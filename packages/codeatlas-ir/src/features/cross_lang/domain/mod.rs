//! Cross-language domain models

mod boundary;

pub use boundary::{BoundarySpec, Confidence, MatchCandidate};
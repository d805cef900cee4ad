//! Cross-service value flow overlay
//!
//! Once boundaries are matched to handler implementations, cross-service
//! edges are plain inter-procedural edges in the unified graph; the
//! forward/backward/taint traces of the query engine work unchanged.

use tracing::info;

use crate::features::cross_lang::domain::{BoundarySpec, MatchCandidate};
use crate::features::query_engine::domain::QueryEdgeKind;
use crate::features::query_engine::infrastructure::unified_graph::UnifiedGraph;

/// A resolved cross-service link: the client-side call node and the
/// matched server-side handler.
#[derive(Debug, Clone)]
pub struct CrossServiceLink {
    pub boundary: BoundarySpec,
    /// Node id on the caller side (the function making the request)
    pub client_node_id: String,
    pub handler: MatchCandidate,
}

pub struct ValueFlowOverlay;

impl ValueFlowOverlay {
    /// Add cross-service edges for every resolved link. Request flow goes
    /// client → handler; response flow goes handler → client.
    pub fn apply(graph: &mut UnifiedGraph, links: &[CrossServiceLink]) -> usize {
        let mut added = 0;
        for link in links {
            if graph.get_node(&link.client_node_id).is_none()
                || graph.get_node(&link.handler.node_id).is_none()
            {
                continue;
            }
            graph.add_edge(
                &link.client_node_id,
                &link.handler.node_id,
                QueryEdgeKind::InterProc,
            );
            graph.add_edge(
                &link.handler.node_id,
                &link.client_node_id,
                QueryEdgeKind::InterProc,
            );
            added += 2;
        }
        info!(links = links.len(), edges = added, "cross_service_edges_applied");
        added
    }
}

::::

ABOUT THIS EXERCISE:
For every line in the listing above that contains "BoundarySpec", copy that line.

TASK OUTPUT:
pub use boundary::{BoundarySpec, Confidence, MatchCandidate};
use crate::features::cross_lang::domain::{BoundarySpec, MatchCandidate};
    pub boundary: BoundarySpec,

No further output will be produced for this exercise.